# TASK STATEMENT:
Beginning with the line that holds "Password hashing configuration" in the data below, give again every line through the one that holds "pub fn new(config: &PasswordConfig)", exactly as written.

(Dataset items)
↓↓↓

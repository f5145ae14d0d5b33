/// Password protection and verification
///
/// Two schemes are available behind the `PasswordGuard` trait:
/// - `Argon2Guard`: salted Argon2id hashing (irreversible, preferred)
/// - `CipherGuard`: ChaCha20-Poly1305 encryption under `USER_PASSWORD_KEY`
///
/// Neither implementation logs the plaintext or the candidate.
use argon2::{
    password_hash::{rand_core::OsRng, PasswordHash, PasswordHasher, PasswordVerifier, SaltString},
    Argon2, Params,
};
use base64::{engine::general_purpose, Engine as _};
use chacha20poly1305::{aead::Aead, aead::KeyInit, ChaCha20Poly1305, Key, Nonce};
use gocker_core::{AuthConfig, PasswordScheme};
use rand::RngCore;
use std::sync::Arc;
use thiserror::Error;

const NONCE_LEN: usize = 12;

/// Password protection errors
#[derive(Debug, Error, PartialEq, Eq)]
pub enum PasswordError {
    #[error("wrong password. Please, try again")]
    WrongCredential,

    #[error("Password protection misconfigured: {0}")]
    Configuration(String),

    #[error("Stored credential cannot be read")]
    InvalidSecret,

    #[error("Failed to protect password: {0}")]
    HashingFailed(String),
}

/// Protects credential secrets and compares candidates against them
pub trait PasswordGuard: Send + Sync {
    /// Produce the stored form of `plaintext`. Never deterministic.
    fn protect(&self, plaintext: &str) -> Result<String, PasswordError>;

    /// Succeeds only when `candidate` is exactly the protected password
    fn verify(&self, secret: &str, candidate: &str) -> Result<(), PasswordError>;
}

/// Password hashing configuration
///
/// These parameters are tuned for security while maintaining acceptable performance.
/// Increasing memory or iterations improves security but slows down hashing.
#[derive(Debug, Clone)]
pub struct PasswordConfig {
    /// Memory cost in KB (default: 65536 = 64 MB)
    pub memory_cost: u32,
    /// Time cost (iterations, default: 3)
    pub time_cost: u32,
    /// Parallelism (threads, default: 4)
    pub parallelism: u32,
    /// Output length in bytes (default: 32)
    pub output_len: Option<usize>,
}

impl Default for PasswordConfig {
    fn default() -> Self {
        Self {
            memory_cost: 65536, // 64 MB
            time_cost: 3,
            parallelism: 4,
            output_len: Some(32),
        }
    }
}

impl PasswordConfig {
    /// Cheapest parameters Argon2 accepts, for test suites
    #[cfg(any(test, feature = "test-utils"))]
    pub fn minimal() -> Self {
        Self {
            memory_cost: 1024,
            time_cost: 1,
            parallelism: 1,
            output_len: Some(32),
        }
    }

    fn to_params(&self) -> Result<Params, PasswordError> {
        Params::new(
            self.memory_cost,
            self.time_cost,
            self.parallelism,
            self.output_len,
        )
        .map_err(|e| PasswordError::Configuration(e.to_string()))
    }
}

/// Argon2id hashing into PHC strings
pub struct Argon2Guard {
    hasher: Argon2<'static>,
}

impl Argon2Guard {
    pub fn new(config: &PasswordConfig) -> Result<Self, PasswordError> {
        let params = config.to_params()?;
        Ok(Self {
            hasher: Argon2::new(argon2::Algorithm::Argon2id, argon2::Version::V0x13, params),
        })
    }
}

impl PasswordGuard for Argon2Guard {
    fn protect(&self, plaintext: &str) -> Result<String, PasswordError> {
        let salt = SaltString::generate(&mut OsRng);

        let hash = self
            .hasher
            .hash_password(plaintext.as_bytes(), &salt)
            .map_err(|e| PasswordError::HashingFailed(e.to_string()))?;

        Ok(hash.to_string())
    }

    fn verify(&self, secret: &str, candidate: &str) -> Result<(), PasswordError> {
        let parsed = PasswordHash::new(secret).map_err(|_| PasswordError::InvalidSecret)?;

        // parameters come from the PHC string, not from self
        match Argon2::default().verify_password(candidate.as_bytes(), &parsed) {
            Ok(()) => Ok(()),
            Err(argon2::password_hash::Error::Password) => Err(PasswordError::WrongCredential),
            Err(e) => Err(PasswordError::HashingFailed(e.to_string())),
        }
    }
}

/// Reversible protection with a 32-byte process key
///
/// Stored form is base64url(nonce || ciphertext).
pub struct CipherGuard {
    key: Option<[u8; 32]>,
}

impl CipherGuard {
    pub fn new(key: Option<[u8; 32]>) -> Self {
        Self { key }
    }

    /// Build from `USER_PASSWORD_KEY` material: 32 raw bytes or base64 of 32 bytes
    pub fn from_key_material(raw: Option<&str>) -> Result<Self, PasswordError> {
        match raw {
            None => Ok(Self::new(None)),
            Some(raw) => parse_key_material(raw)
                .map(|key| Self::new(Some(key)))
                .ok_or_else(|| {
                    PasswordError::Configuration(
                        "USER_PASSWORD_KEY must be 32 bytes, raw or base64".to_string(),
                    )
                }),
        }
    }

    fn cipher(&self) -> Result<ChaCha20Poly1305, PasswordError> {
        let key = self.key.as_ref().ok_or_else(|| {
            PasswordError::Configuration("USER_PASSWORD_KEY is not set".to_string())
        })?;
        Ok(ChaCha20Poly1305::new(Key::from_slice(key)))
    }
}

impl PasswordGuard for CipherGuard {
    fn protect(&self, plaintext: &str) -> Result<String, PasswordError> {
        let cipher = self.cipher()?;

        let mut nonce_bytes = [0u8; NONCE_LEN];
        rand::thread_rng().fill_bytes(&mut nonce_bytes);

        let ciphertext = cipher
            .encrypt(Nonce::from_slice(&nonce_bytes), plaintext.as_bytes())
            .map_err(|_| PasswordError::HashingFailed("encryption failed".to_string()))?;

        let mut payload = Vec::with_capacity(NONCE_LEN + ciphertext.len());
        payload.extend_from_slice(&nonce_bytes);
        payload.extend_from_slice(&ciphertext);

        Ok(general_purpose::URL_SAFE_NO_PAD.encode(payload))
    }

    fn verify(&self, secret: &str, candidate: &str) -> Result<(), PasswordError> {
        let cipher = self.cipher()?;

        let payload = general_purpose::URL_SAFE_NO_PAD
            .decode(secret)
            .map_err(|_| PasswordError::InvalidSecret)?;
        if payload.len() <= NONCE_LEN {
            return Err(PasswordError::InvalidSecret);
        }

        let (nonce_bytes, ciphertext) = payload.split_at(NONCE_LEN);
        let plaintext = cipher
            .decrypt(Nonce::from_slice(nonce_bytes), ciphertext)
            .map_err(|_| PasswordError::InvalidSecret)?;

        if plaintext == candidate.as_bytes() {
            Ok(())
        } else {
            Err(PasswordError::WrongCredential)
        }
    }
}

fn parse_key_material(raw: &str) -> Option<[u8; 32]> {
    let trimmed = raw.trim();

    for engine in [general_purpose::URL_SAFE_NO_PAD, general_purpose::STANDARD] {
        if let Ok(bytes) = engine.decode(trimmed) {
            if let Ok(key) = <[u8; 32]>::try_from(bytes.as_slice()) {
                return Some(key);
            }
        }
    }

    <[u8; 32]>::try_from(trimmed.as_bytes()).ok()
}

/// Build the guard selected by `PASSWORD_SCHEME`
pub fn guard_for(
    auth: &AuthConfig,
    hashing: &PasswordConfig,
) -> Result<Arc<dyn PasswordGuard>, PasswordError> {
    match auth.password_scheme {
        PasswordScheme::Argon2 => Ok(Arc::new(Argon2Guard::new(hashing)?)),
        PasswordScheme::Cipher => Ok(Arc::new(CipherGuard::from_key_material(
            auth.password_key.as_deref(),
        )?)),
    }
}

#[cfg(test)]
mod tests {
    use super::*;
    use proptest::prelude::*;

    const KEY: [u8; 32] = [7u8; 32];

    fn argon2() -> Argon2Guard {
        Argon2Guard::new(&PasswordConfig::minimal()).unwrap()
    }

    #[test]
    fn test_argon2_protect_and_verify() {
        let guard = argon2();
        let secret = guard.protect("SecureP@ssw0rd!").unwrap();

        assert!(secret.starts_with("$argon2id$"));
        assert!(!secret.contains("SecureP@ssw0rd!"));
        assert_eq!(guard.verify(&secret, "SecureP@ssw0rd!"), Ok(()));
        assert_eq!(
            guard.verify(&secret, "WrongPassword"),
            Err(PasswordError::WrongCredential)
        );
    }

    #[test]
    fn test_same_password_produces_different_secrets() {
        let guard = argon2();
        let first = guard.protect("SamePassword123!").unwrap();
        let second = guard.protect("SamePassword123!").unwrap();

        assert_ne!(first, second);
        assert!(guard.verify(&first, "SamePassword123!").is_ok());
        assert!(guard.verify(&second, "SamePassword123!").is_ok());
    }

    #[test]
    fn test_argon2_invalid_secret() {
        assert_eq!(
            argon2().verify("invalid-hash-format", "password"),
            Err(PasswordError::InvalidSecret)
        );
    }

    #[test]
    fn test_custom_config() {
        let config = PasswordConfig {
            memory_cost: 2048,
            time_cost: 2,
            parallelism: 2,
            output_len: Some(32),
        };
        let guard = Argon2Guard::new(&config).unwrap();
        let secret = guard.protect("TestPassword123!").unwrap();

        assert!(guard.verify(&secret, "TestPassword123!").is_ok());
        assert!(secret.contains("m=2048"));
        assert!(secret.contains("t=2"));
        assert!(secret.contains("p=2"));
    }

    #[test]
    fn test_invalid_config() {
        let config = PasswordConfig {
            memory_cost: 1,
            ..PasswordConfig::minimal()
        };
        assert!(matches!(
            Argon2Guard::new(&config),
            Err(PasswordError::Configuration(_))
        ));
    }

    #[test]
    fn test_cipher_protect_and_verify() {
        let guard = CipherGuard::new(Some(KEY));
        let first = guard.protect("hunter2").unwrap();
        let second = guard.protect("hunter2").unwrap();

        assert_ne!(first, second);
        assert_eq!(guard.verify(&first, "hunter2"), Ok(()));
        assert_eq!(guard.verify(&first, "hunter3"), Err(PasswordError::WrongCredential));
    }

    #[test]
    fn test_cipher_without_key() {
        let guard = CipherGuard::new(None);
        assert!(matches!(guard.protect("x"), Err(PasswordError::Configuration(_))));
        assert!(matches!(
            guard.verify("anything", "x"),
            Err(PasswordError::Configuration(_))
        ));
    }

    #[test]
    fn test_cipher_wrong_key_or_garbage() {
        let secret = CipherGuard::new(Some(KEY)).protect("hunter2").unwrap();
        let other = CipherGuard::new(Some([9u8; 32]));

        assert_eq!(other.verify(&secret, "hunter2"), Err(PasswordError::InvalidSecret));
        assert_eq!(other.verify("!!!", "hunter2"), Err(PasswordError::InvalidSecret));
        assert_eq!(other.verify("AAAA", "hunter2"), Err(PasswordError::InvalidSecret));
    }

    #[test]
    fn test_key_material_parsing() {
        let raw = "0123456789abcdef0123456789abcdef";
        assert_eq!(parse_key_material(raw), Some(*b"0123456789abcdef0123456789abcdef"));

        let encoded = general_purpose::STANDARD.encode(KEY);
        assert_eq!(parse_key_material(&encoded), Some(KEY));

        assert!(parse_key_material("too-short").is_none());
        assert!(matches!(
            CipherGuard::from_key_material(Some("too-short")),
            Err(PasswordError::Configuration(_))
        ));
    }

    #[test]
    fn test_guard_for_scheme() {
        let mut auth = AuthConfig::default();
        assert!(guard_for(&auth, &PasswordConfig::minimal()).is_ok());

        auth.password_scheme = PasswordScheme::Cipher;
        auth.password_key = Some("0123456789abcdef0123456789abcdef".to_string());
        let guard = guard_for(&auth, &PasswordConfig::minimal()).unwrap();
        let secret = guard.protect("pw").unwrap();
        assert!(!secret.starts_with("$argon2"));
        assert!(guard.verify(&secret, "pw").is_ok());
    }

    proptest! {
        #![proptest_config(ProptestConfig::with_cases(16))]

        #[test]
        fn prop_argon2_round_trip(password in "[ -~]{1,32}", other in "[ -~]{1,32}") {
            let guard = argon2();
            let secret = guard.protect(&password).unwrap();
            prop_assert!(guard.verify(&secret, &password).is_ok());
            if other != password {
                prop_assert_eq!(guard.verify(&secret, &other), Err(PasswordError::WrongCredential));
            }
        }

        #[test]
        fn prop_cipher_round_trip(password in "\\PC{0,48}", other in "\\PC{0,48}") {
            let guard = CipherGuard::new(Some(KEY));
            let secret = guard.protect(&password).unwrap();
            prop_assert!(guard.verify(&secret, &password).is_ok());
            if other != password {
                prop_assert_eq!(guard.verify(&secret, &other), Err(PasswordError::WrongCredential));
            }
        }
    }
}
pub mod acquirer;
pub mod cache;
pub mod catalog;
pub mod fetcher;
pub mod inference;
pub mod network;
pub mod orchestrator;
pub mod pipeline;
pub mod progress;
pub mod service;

↑↑↑

# TASK ANSWER:
/// Password hashing configuration
///
/// These parameters are tuned for security while maintaining acceptable performance.
/// Increasing memory or iterations improves security but slows down hashing.
#[derive(Debug, Clone)]
pub struct PasswordConfig {
    /// Memory cost in KB (default: 65536 = 64 MB)
    pub memory_cost: u32,
    /// Time cost (iterations, default: 3)
    pub time_cost: u32,
    /// Parallelism (threads, default: 4)
    pub parallelism: u32,
    /// Output length in bytes (default: 32)
    pub output_len: Option<usize>,
}

impl Default for PasswordConfig {
    fn default() -> Self {
        Self {
            memory_cost: 65536, // 64 MB
            time_cost: 3,
            parallelism: 4,
            output_len: Some(32),
        }
    }
}

impl PasswordConfig {
    /// Cheapest parameters Argon2 accepts, for test suites
    #[cfg(any(test, feature = "test-utils"))]
    pub fn minimal() -> Self {
        Self {
            memory_cost: 1024,
            time_cost: 1,
            parallelism: 1,
            output_len: Some(32),
        }
    }

    fn to_params(&self) -> Result<Params, PasswordError> {
        Params::new(
            self.memory_cost,
            self.time_cost,
            self.parallelism,
            self.output_len,
        )
        .map_err(|e| PasswordError::Configuration(e.to_string()))
    }
}

/// Argon2id hashing into PHC strings
pub struct Argon2Guard {
    hasher: Argon2<'static>,
}

impl Argon2Guard {
    pub fn new(config: &PasswordConfig) -> Result<Self, PasswordError> {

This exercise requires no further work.